#### [Problem requirements]
What is needed here is every line of the records that includes "bool".

───── Data for processing

//! # Monochrome Rasterization
//!
//! Converts RGBA pixel buffers into the packed 1-bit bitmaps that TSPL and
//! CPCL graphics commands carry.
//!
//! ## Binarization
//!
//! Each pixel is reduced to luminance with the Rec. 601 weights and compared
//! against a fixed cutoff:
//!
//! ```text
//! Y = 0.299 R + 0.587 G + 0.114 B
//! Y > 128  =>  blank (paper stays white)
//! Y <= 128 =>  printed (dot is burned)
//! ```
//!
//! Alpha is never sampled. There is no dithering; label content is line art,
//! QR codes and text, where a hard threshold is the right tool.
//!
//! ## Packing and Polarity
//!
//! Bits are packed 8 per byte, MSB first, row-major, each row padded to a
//! whole byte. The packed bit sense is TSPL's: `1` = blank, `0` = printed.
//! CPCL expects the opposite polarity, so for [`Dialect::Cpcl`] every packed
//! byte is bitwise complemented afterwards. The complement runs over whole
//! bytes, so a short row's padding bits flip to `1` as well; that is the
//! wire format the printers consume, not an artifact to correct.
//!
//! ```text
//! width = 12, all printed, TSPL:  00000000 0000[0000]   -> 0x00 0x00
//! width = 12, all printed, CPCL:  11111111 1111[1111]   -> 0xFF 0xFF
//! width = 12, all blank,   TSPL:  11111111 1111[0000]   -> 0xFF 0xF0
//! width = 12, all blank,   CPCL:  00000000 0000[1111]   -> 0x00 0x0F
//! ```
//!
//! ## Two Strategies, One Output
//!
//! [`rasterize`] accumulates bits directly into the output buffer;
//! [`rasterize_rowwise`] collects each row as a bit list and packs it with
//! [`pack_row`]. They must produce identical bytes for every input; the test
//! suite holds them in lockstep.

use thiserror::Error;

/// Which wire dialect the output is destined for.
///
/// The dialect decides command grammar and units in the builders, and raster
/// bit polarity here.
#[derive(Debug, Clone, Copy, PartialEq, Eq)]
pub enum Dialect {
    /// TSC-style label language. Set bit = blank, no complement.
    Tspl,
    /// Comtec/Zebra mobile language. Packed bytes are complemented.
    Cpcl,
}

impl Dialect {
    /// Whether packed raster bytes are bitwise complemented for this
    /// dialect.
    #[inline]
    pub fn inverts_raster(self) -> bool {
        matches!(self, Dialect::Cpcl)
    }
}

/// Luminance cutoff separating printed from blank dots.
pub const LUMINANCE_THRESHOLD: f32 = 128.0;

/// A pixel buffer's data length does not match its declared dimensions.
#[derive(Debug, Clone, PartialEq, Eq, Error)]
#[error("Pixel data length {actual} does not match {width}x{height} RGBA")]
pub struct PixelBufferError {
    pub width: usize,
    pub height: usize,
    pub actual: usize,
}

/// A read-only view of caller-supplied RGBA pixels.
///
/// Four bytes per pixel (R, G, B, A interleaved), row-major, top-to-bottom.
/// The rasterizer never mutates the data.
///
/// ## Example
///
/// ```
/// use etiqueta::protocol::raster::PixelBuffer;
///
/// let pixels = vec![0u8; 16 * 8 * 4];
/// let image = PixelBuffer::new(16, 8, &pixels).unwrap();
/// assert_eq!(image.width_bytes(), 2);
/// ```
#[derive(Debug, Clone, Copy)]
pub struct PixelBuffer<'a> {
    width: usize,
    height: usize,
    data: &'a [u8],
}

impl<'a> PixelBuffer<'a> {
    /// Wrap raw RGBA bytes, checking that `data` holds exactly
    /// `width * height * 4` bytes.
    pub fn new(width: usize, height: usize, data: &'a [u8]) -> Result<Self, PixelBufferError> {
        if data.len() != width * height * 4 {
            return Err(PixelBufferError {
                width,
                height,
                actual: data.len(),
            });
        }
        Ok(Self {
            width,
            height,
            data,
        })
    }

    /// Width in pixels.
    #[inline]
    pub fn width(&self) -> usize {
        self.width
    }

    /// Height in pixels.
    #[inline]
    pub fn height(&self) -> usize {
        self.height
    }

    /// Packed row width in bytes, `ceil(width / 8)`.
    #[inline]
    pub fn width_bytes(&self) -> usize {
        self.width.div_ceil(8)
    }

    /// RGB channels of the pixel at (x, y); alpha is not sampled.
    #[inline]
    fn rgb(&self, x: usize, y: usize) -> (u8, u8, u8) {
        let i = (y * self.width + x) * 4;
        (self.data[i], self.data[i + 1], self.data[i + 2])
    }
}

impl<'a> From<&'a image::RgbaImage> for PixelBuffer<'a> {
    fn from(img: &'a image::RgbaImage) -> Self {
        // ImageBuffer guarantees the length invariant
        Self {
            width: img.width() as usize,
            height: img.height() as usize,
            data: img.as_raw(),
        }
    }
}

/// A packed 1-bit bitmap produced by rasterization.
///
/// `bytes.len() == width_bytes * height` always holds.
#[derive(Debug, Clone, PartialEq, Eq)]
pub struct MonochromeBitmap {
    /// Row stride in bytes, `ceil(pixel width / 8)`.
    pub width_bytes: usize,
    /// Number of rows.
    pub height: usize,
    /// Packed rows, MSB first.
    pub bytes: Vec<u8>,
}

/// Perceptual luminance of an RGB pixel, 0.0 (black) to 255.0 (white).
#[inline]
pub fn luminance(r: u8, g: u8, b: u8) -> f32 {
    0.299 * r as f32 + 0.587 * g as f32 + 0.114 * b as f32
}

/// Whether a pixel stays blank (no dot burned).
#[inline]
pub fn is_blank(r: u8, g: u8, b: u8) -> bool {
    luminance(r, g, b) > LUMINANCE_THRESHOLD
}

/// Pack a row of bits into bytes, MSB first.
///
/// `true` sets the bit. Rows whose length is not a multiple of 8 are
/// zero-padded in the low bits of the final byte.
///
/// ## Example
///
/// ```
/// use etiqueta::protocol::raster::pack_row;
///
/// let row = [true, true, false, false, true, false, true, false];
/// assert_eq!(pack_row(&row), vec![0b1100_1010]);
///
/// // 12 bits pack into 2 bytes, low nibble padded
/// assert_eq!(pack_row(&[true; 12]), vec![0xFF, 0xF0]);
/// ```
pub fn pack_row(bits: &[bool]) -> Vec<u8> {
    let mut bytes = vec![0u8; bits.len().div_ceil(8)];
    for (i, &bit) in bits.iter().enumerate() {
        if bit {
            bytes[i / 8] |= 1 << (7 - i % 8);
        }
    }
    bytes
}

/// Convert an RGBA pixel buffer into a packed monochrome bitmap.
///
/// Accumulates bits directly into the output buffer. This is the strategy
/// the dialect builders call.
pub fn rasterize(image: &PixelBuffer<'_>, dialect: Dialect) -> MonochromeBitmap {
    let width_bytes = image.width_bytes();
    let mut bytes = vec![0u8; width_bytes * image.height()];

    for y in 0..image.height() {
        for x in 0..image.width() {
            let (r, g, b) = image.rgb(x, y);
            if is_blank(r, g, b) {
                bytes[y * width_bytes + x / 8] |= 0x80 >> (x % 8);
            }
        }
    }

    if dialect.inverts_raster() {
        for byte in &mut bytes {
            *byte = !*byte;
        }
    }

    MonochromeBitmap {
        width_bytes,
        height: image.height(),
        bytes,
    }
}

/// Row-list rasterizer: collect each row's bits, then pack with
/// [`pack_row`].
///
/// Slower than [`rasterize`] but easier to follow; the two must produce
/// identical bytes for every input.
pub fn rasterize_rowwise(image: &PixelBuffer<'_>, dialect: Dialect) -> MonochromeBitmap {
    let width_bytes = image.width_bytes();
    let mut bytes = Vec::with_capacity(width_bytes * image.height());

    for y in 0..image.height() {
        let mut row = Vec::with_capacity(image.width());
        for x in 0..image.width() {
            let (r, g, b) = image.rgb(x, y);
            row.push(is_blank(r, g, b));
        }
        bytes.extend(pack_row(&row));
    }

    if dialect.inverts_raster() {
        for byte in &mut bytes {
            *byte = !*byte;
        }
    }

    MonochromeBitmap {
        width_bytes,
        height: image.height(),
        bytes,
    }
}

// ============================================================================
// TESTS
// ============================================================================

#[cfg(test)]
mod tests {
    use super::*;

    /// RGBA buffer filled with one color.
    fn solid(width: usize, height: usize, rgb: [u8; 3]) -> Vec<u8> {
        let mut data = Vec::with_capacity(width * height * 4);
        for _ in 0..width * height {
            data.extend([rgb[0], rgb[1], rgb[2], 0xFF]);
        }
        data
    }

    /// Deterministic mixed-content buffer for strategy comparisons.
    fn patterned(width: usize, height: usize) -> Vec<u8> {
        let mut data = Vec::with_capacity(width * height * 4);
        for y in 0..height {
            for x in 0..width {
                let v = ((x * 37 + y * 11) % 256) as u8;
                data.extend([v, v.wrapping_mul(3), 255 - v, 0xFF]);
            }
        }
        data
    }

    #[test]
    fn test_all_black_16x8_tspl() {
        let data = solid(16, 8, [0, 0, 0]);
        let image = PixelBuffer::new(16, 8, &data).unwrap();
        let bitmap = rasterize(&image, Dialect::Tspl);
        assert_eq!(bitmap.bytes.len(), 16);
        assert!(bitmap.bytes.iter().all(|&b| b == 0x00));
    }

    #[test]
    fn test_all_black_16x8_cpcl() {
        let data = solid(16, 8, [0, 0, 0]);
        let image = PixelBuffer::new(16, 8, &data).unwrap();
        let bitmap = rasterize(&image, Dialect::Cpcl);
        assert_eq!(bitmap.bytes.len(), 16);
        assert!(bitmap.bytes.iter().all(|&b| b == 0xFF));
    }

    #[test]
    fn test_all_white_polarity() {
        let data = solid(16, 4, [255, 255, 255]);
        let image = PixelBuffer::new(16, 4, &data).unwrap();
        let tspl = rasterize(&image, Dialect::Tspl);
        let cpcl = rasterize(&image, Dialect::Cpcl);
        assert!(tspl.bytes.iter().all(|&b| b == 0xFF));
        assert!(cpcl.bytes.iter().all(|&b| b == 0x00));
    }

    #[test]
    fn test_dialects_are_complements() {
        let data = patterned(24, 10);
        let image = PixelBuffer::new(24, 10, &data).unwrap();
        let tspl = rasterize(&image, Dialect::Tspl);
        let cpcl = rasterize(&image, Dialect::Cpcl);
        let complemented: Vec<u8> = cpcl.bytes.iter().map(|b| !b).collect();
        assert_eq!(tspl.bytes, complemented);
    }

    #[test]
    fn test_byte_count_invariant() {
        for (w, h) in [(1, 1), (7, 3), (8, 3), (9, 3), (13, 5), (64, 2)] {
            let data = solid(w, h, [10, 10, 10]);
            let image = PixelBuffer::new(w, h, &data).unwrap();
            let bitmap = rasterize(&image, Dialect::Tspl);
            assert_eq!(bitmap.bytes.len(), w.div_ceil(8) * h, "{}x{}", w, h);
            assert_eq!(bitmap.width_bytes, w.div_ceil(8));
            assert_eq!(bitmap.height, h);
        }
    }

    #[test]
    fn test_row_padding_tspl() {
        // 12 blank pixels per row: 0xFF then 0xF0 (pad bits stay zero)
        let data = solid(12, 2, [255, 255, 255]);
        let image = PixelBuffer::new(12, 2, &data).unwrap();
        let bitmap = rasterize(&image, Dialect::Tspl);
        assert_eq!(bitmap.bytes, vec![0xFF, 0xF0, 0xFF, 0xF0]);
    }

    #[test]
    fn test_row_padding_flips_under_cpcl() {
        // Complement runs over whole bytes, padding included
        let data = solid(12, 1, [255, 255, 255]);
        let image = PixelBuffer::new(12, 1, &data).unwrap();
        let bitmap = rasterize(&image, Dialect::Cpcl);
        assert_eq!(bitmap.bytes, vec![0x00, 0x0F]);
    }

    #[test]
    fn test_strategies_match() {
        for (w, h) in [(16, 8), (13, 7), (1, 1), (9, 2), (40, 3)] {
            let data = patterned(w, h);
            let image = PixelBuffer::new(w, h, &data).unwrap();
            for dialect in [Dialect::Tspl, Dialect::Cpcl] {
                assert_eq!(
                    rasterize(&image, dialect),
                    rasterize_rowwise(&image, dialect),
                    "{}x{} {:?}",
                    w,
                    h,
                    dialect
                );
            }
        }
    }

    #[test]
    fn test_threshold_boundary() {
        // Y == 128 exactly is printed; one step brighter is blank
        let at = solid(8, 1, [128, 128, 128]);
        let image = PixelBuffer::new(8, 1, &at).unwrap();
        assert_eq!(rasterize(&image, Dialect::Tspl).bytes, vec![0x00]);

        let above = solid(8, 1, [129, 129, 129]);
        let image = PixelBuffer::new(8, 1, &above).unwrap();
        assert_eq!(rasterize(&image, Dialect::Tspl).bytes, vec![0xFF]);
    }

    #[test]
    fn test_luminance_weights() {
        // Pure red is dark enough to print, pure green is not
        assert!(!is_blank(255, 0, 0)); // Y = 76.245
        assert!(is_blank(0, 255, 0)); // Y = 149.685
        assert!(!is_blank(0, 0, 255)); // Y = 29.07
    }

    #[test]
    fn test_mixed_row() {
        // Left half black, right half white, width 16
        let mut data = Vec::new();
        for x in 0..16 {
            let v = if x < 8 { 0 } else { 255 };
            data.extend([v, v, v, 0xFF]);
        }
        let image = PixelBuffer::new(16, 1, &data).unwrap();
        assert_eq!(rasterize(&image, Dialect::Tspl).bytes, vec![0x00, 0xFF]);
        assert_eq!(rasterize(&image, Dialect::Cpcl).bytes, vec![0xFF, 0x00]);
    }

    #[test]
    fn test_pack_row_cases() {
        assert_eq!(pack_row(&[true; 8]), vec![0xFF]);
        assert_eq!(pack_row(&[false; 8]), vec![0x00]);
        assert_eq!(
            pack_row(&[true, false, true, false, true, false, true, false]),
            vec![0xAA]
        );
        assert_eq!(pack_row(&[true; 9]), vec![0xFF, 0x80]);
        assert_eq!(pack_row(&[]), Vec::<u8>::new());
    }

    #[test]
    fn test_pixel_buffer_length_mismatch() {
        let data = vec![0u8; 10];
        let err = PixelBuffer::new(2, 2, &data).unwrap_err();
        assert_eq!(err.width, 2);
        assert_eq!(err.height, 2);
        assert_eq!(err.actual, 10);
    }

    #[test]
    fn test_from_rgba_image() {
        let img = image::RgbaImage::from_pixel(10, 3, image::Rgba([0, 0, 0, 255]));
        let buffer = PixelBuffer::from(&img);
        assert_eq!(buffer.width(), 10);
        assert_eq!(buffer.height(), 3);
        let bitmap = rasterize(&buffer, Dialect::Tspl);
        assert_eq!(bitmap.bytes.len(), 2 * 3);
        assert!(bitmap.bytes.iter().all(|&b| b == 0x00));
    }

    #[test]
    fn test_empty_image() {
        let image = PixelBuffer::new(0, 0, &[]).unwrap();
        let bitmap = rasterize(&image, Dialect::Tspl);
        assert!(bitmap.bytes.is_empty());
        assert_eq!(bitmap.width_bytes, 0);
    }
}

──────────

#### [Exercise response]
    pub fn inverts_raster(self) -> bool {
pub fn is_blank(r: u8, g: u8, b: u8) -> bool {
pub fn pack_row(bits: &[bool]) -> Vec<u8> {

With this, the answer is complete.